Great points! You Alaskans impress the hell out of me! Down here at 46 deg N, I'm not flying. Too cold! Maybe after I finish installing a heating system... One thing that I forgot to include in my long-winded discourse is the issue of ignition timing. 4-strokes, at least the more sophisticated ones, feature some combination of vacuum and centrifugal spark advance. Both are aimed at advancing the start of the combustion event as the engine speeds up, and/or intake manifold absolute pressure is reduced. With the 2-stroke, things get complicated, and exhaust- system scavenging tends to drive the advance curve, often actually retarding the spark under these same conditions. With the 582 the exhaust system is de-tuned for a more even power band, and the engine has no spark advance mechanism at all! In either case, with a 2-stroke, we're stuck with essentially the same problem with high-speed, part-throttle operation.

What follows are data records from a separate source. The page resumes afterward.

//! Best-effort loading of an application's external scripts and extensions.

use std::collections::BTreeSet;
use std::fmt;
use std::sync::Arc;

use async_trait::async_trait;
use futures::FutureExt;
use futures::future::join_all;
use mosaic_core::{AppCatalog, Principal};
use serde::{Deserialize, Serialize};
use tracing::{debug, info, warn};

use crate::application::Application;
use crate::assets::{AssetFetcher, join_path};
use crate::error::{AppResult, Degradation};
use crate::permission::PermissionFilter;
use crate::registry::ApplicationRegistry;

/// Loads an extension application through the shared registry.
#[async_trait]
pub trait ExtensionLoader: Send + Sync {
    /// Load (or join the load of) extension `name`.
    async fn load_extension(&self, name: &str) -> AppResult<Arc<Application>>;
}

/// What kind of dependency a task loads.
#[derive(Debug, Clone, Copy, PartialEq, Eq, Hash, Serialize, Deserialize)]
#[serde(rename_all = "snake_case")]
pub enum DependencyKind {
    /// `<appPath>/external/<name>.js`.
    Script,
    /// A catalog extension application.
    Extension,
}

/// One dependency of an application.
#[derive(Debug, Clone, PartialEq, Eq, Hash, Serialize, Deserialize)]
pub struct Dependency {
    /// Dependency kind.
    pub kind: DependencyKind,
    /// Script identifier or extension name.
    pub name: String,
}

impl Dependency {
    fn script(name: &str) -> Self {
        Self {
            kind: DependencyKind::Script,
            name: name.to_string(),
        }
    }

    fn extension(name: &str) -> Self {
        Self {
            kind: DependencyKind::Extension,
            name: name.to_string(),
        }
    }
}

impl fmt::Display for Dependency {
    fn fmt(&self, f: &mut fmt::Formatter<'_>) -> fmt::Result {
        match self.kind {
            DependencyKind::Script => write!(f, "script:{}", self.name),
            DependencyKind::Extension => write!(f, "extension:{}", self.name),
        }
    }
}

/// Why an extension was not loaded.
#[derive(Debug, Clone, Copy, PartialEq, Eq, Hash, Serialize, Deserialize)]
#[serde(rename_all = "snake_case")]
pub enum SkipReason {
    /// Listed for the application but absent from the catalog.
    NotInCatalog,
    /// Already ready or loading.
    AlreadyLoaded,
    /// Not visible to the logged-in user.
    NotPermitted,
}

/// A dependency that failed to load.
#[derive(Debug, Clone, PartialEq, Eq, Serialize, Deserialize)]
pub struct FailedDependency {
    /// The dependency.
    pub dependency: Dependency,
    /// Why it failed.
    pub reason: String,
}

/// An extension that was not attempted.
#[derive(Debug, Clone, PartialEq, Eq, Serialize, Deserialize)]
pub struct SkippedDependency {
    /// Extension name.
    pub name: String,
    /// Why it was skipped.
    pub reason: SkipReason,
}

/// Outcome of resolving an application's dependencies.
#[derive(Debug, Clone, Default, PartialEq, Eq, Serialize, Deserialize)]
pub struct ResolutionReport {
    /// Loaded dependencies, in completion order.
    pub loaded: Vec<Dependency>,
    /// Failed dependencies.
    pub failed: Vec<FailedDependency>,
    /// Skipped extensions.
    pub skipped: Vec<SkippedDependency>,
}

impl ResolutionReport {
    /// One [`Degradation::DependencyFailed`] per failure.
    #[must_use]
    pub fn degradations(&self) -> Vec<Degradation> {
        self.failed
            .iter()
            .map(|f| Degradation::DependencyFailed {
                dependency: f.dependency.to_string(),
                reason: f.reason.clone(),
            })
            .collect()
    }

    /// Whether an extension called `name` was skipped, and why.
    #[must_use]
    pub fn skip_reason(&self, name: &str) -> Option<SkipReason> {
        self.skipped
            .iter()
            .find(|s| s.name == name)
            .map(|s| s.reason)
    }
}

/// Fans out one task per external script and permitted extension and waits
/// for all of them. Failures are recorded, never propagated.
pub(crate) struct DependencyResolver<'a> {
    pub(crate) fetcher: &'a dyn AssetFetcher,
    pub(crate) catalog: &'a AppCatalog,
    pub(crate) registry: &'a ApplicationRegistry,
    pub(crate) extensions: &'a dyn ExtensionLoader,
}

impl DependencyResolver<'_> {
    pub(crate) async fn resolve(
        &self,
        app: &str,
        app_path: &str,
        scripts: &[String],
        principal: &Principal,
    ) -> ResolutionReport {
        let mut report = ResolutionReport::default();
        let mut tasks = Vec::new();

        for script in scripts {
            let dependency = Dependency::script(script);
            let url = join_path(app_path, &format!("external/{script}.js"));
            tasks.push(
                async move {
                    let result = self
                        .fetcher
                        .load_script(&url)
                        .await
                        .map_err(|e| e.to_string());
                    (dependency, result)
                }
                .boxed(),
            );
        }

        let filter = PermissionFilter::new(self.catalog, principal);
        let mut seen = BTreeSet::new();
        for name in self.catalog.extensions_of(app) {
            if !seen.insert(name.as_str()) {
                continue;
            }
            let skip = if !self.catalog.contains(name) {
                Some(SkipReason::NotInCatalog)
            } else if self.registry.contains(name) {
                Some(SkipReason::AlreadyLoaded)
            } else if !filter.permits(name) {
                Some(SkipReason::NotPermitted)
            } else {
                None
            };

            if let Some(reason) = skip {
                debug!(app, extension = %name, ?reason, "Extension skipped");
                report.skipped.push(SkippedDependency {
                    name: name.clone(),
                    reason,
                });
                continue;
            }

            let dependency = Dependency::extension(name);
            tasks.push(
                async move {
                    let result = self
                        .extensions
                        .load_extension(name)
                        .await
                        .map(|_| ())
                        .map_err(|e| e.to_string());
                    (dependency, result)
                }
                .boxed(),
            );
        }

        let attempted = tasks.len();
        for (dependency, result) in join_all(tasks).await {
            match result {
                Ok(()) => report.loaded.push(dependency),
                Err(reason) => {
                    warn!(app, dependency = %dependency, error = %reason, "Dependency failed to load");
                    report.failed.push(FailedDependency { dependency, reason });
                },
            }
        }

        info!(
            app,
            attempted,
            loaded = report.loaded.len(),
            failed = report.failed.len(),
            skipped = report.skipped.len(),
            "Dependencies resolved"
        );
        report
    }
}

#[cfg(test)]
mod tests {
    use super::*;
    use crate::error::{AppError, AssetError};
    use mosaic_core::{AllowedUsers, ExtensionDescriptor};
    use serde_json::Value;
    use std::sync::Mutex;

    #[derive(Default)]
    struct Scripts {
        broken: Vec<String>,
        loaded: Mutex<Vec<String>>,
    }

    #[async_trait]
    impl AssetFetcher for Scripts {
        async fn fetch_json(&self, url: &str) -> Result<Value, AssetError> {
            Err(AssetError::new(url, "unused"))
        }

        async fn load_script(&self, url: &str) -> Result<(), AssetError> {
            tokio::task::yield_now().await;
            if self.broken.iter().any(|b| url.ends_with(b.as_str())) {
                return Err(AssetError::new(url, "404"));
            }
            self.loaded.lock().unwrap().push(url.to_string());
            Ok(())
        }

        async fn load_stylesheet(&self, _url: &str) -> Result<(), AssetError> {
            Ok(())
        }
    }

    #[derive(Default)]
    struct Extensions {
        requested: Mutex<Vec<String>>,
    }

    #[async_trait]
    impl ExtensionLoader for Extensions {
        async fn load_extension(&self, name: &str) -> AppResult<Arc<Application>> {
            self.requested.lock().unwrap().push(name.to_string());
            Err(AppError::ModuleResolution {
                app: name.to_string(),
                location: format!("apps/{name}/app"),
                message: "offline".into(),
            })
        }
    }

    fn catalog() -> AppCatalog {
        AppCatalog::new()
            .with_entry(
                ExtensionDescriptor::new("voip")
                    .with_extension("recorder")
                    .with_extension("beta")
                    .with_extension("ghost"),
            )
            .with_entry(ExtensionDescriptor::new("recorder"))
            .with_entry(
                ExtensionDescriptor::new("beta")
                    .with_allowed_users(AllowedUsers::Specific)
                    .with_user("someone-else"),
            )
    }

    #[tokio::test]
    async fn test_best_effort_fan_out() {
        let fetcher = Scripts {
            broken: vec!["bad.js".into()],
            ..Scripts::default()
        };
        let catalog = catalog();
        let registry = ApplicationRegistry::new();
        let extensions = Extensions::default();
        let resolver = DependencyResolver {
            fetcher: &fetcher,
            catalog: &catalog,
            registry: &registry,
            extensions: &extensions,
        };
        let principal = Principal {
            id: Some("u1".into()),
            is_admin: false,
        };

        let report = resolver
            .resolve(
                "voip",
                "apps/voip",
                &["good".to_string(), "bad".to_string()],
                &principal,
            )
            .await;

        assert_eq!(report.loaded, [Dependency::script("good")]);
        assert_eq!(report.failed.len(), 2);
        assert_eq!(report.skip_reason("beta"), Some(SkipReason::NotPermitted));
        assert_eq!(report.skip_reason("ghost"), Some(SkipReason::NotInCatalog));
        assert_eq!(*extensions.requested.lock().unwrap(), ["recorder"]);
        assert_eq!(*fetcher.loaded.lock().unwrap(), ["apps/voip/external/good.js"]);

        let degradations = report.degradations();
        assert!(degradations.contains(&Degradation::DependencyFailed {
            dependency: "extension:recorder".into(),
            reason: "failed to resolve module for 'recorder' at apps/recorder/app: offline".into(),
        }));
    }
}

Allen, Having four cylinders vs. the two of the 582 should provide a little mercy, but I would agree: the principles are the same. I wonder if 4-strokes see any EGT rise under part-throttle overspeed conditions? One would think this could be hard on exhaust valves! Perhaps it's effectively masked (or overwhelmed) by continued cylinder cooling prior to and during the exhaust stroke.